Mr. Johnson made up to $550,000 a year, including bonuses, before losing his job in March 2009.The Johnsons had stashed $250,000 away for college.
If that money isn't tapped sooner for household expenses, it might buy two years of schooling for each of his children, Mr. Johnson calculates. Further expenses such as first homes and weddings are out of the question. "They're going to have to elope," he says.
In the summer of 2007, the Johnsons paid $1.5 million for their Fairfield home and took out a mortgage of $852,000. Mr. Johnson figures it could realistically sell for $800,000 today. Given the numbers, the family is trying to avoid moving and recently refinanced their house at a lower interest rate.
"It's emasculating,"Mr. Johnson says. "I'm supposed to be providing for them, but I can't."
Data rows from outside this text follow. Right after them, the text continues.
//! Reporting of messages that ran out of attempts.
//!
//! The broker acknowledges an abandoned message so the transport drops it; beyond
//! that it keeps no dead-letter store. Plug in an [`AbandonHandler`] to persist or
//! forward abandoned messages.

use crate::error::HandlerError;
use crate::message::Message;
use async_trait::async_trait;
use tokio::sync::mpsc;
use tracing::error;

/// A message that reached its terminal failed state.
#[derive(Debug, Clone)]
pub struct Abandoned {
    pub message: Message,
    /// Handler invocations made, including the last one.
    pub attempts: u32,
    /// The error from the last invocation.
    pub error: HandlerError,
}

#[async_trait]
pub trait AbandonHandler: Send + Sync + 'static {
    async fn on_abandoned(&self, abandoned: Abandoned);
}

/// Default handler: log at error level.
#[derive(Debug, Clone, Copy, Default)]
pub struct LogAbandoned;

#[async_trait]
impl AbandonHandler for LogAbandoned {
    async fn on_abandoned(&self, abandoned: Abandoned) {
        error!(
            message_id = %abandoned.message.id,
            name = %abandoned.message.name,
            attempts = abandoned.attempts,
            error = %abandoned.error,
            "Message abandoned"
        );
    }
}

/// Forward abandoned messages to a channel. A closed receiver is ignored.
#[async_trait]
impl AbandonHandler for mpsc::UnboundedSender<Abandoned> {
    async fn on_abandoned(&self, abandoned: Abandoned) {
        let _ = self.send(abandoned);
    }
}

#[cfg(test)]
mod tests {
    use super::*;

    #[tokio::test]
    async fn test_channel_handler_forwards() {
        let (tx, mut rx) = mpsc::unbounded_channel();
        let msg = Message::new("error", Vec::new());

        tx.on_abandoned(Abandoned {
            message: msg.clone(),
            attempts: 3,
            error: HandlerError::transient("err"),
        })
        .await;

        let got = rx.recv().await.unwrap();
        assert_eq!(got.message.id, msg.id);
        assert_eq!(got.attempts, 3);
    }

    #[tokio::test]
    async fn test_channel_handler_ignores_closed_receiver() {
        let (tx, rx) = mpsc::unbounded_channel();
        drop(rx);

        tx.on_abandoned(Abandoned {
            message: Message::new("error", Vec::new()),
            attempts: 1,
            error: HandlerError::permanent("bad"),
        })
        .await;
    }
}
The children haven't talked about transferring to less expensive colleges yet. "I'm going to take it all day by day," says Kristian Johnson, 20, the oldest of the Johnson siblings. Now a sophomore, he says he's prepared to take out loans to finish.
Margot Johnson, 18, says her father's career experience has affected her goal as an economics major. "I want to study economics," she says, "but not something in the corporate world."
Mr. Johnson concedes that Elsa Johnson, the youngest, is "getting the raw end of the deal." By the time the 15-year-old daughter starts looking at colleges, most of the savings set aside for school could be gone.
Already passionate about fashion and design, Elsa says she'll opt for the least-expensive design school she can get into and is looking into paying for school herself. Until then, she's cut back on shopping trips and food and coffee spending with friends. She no longer asks for weekly allowances. "My parents are already stressed out enough," she says.
Meanwhile, Mr. Johnson continues to look for work and crunch numbers of the new household-budget reality.
"I know, I know--cry me a river and then build a bridge and get over it, right?" Mr. Johnson says. "Still, there was a set of expectations we established, consciously or not, and they are not being met any more."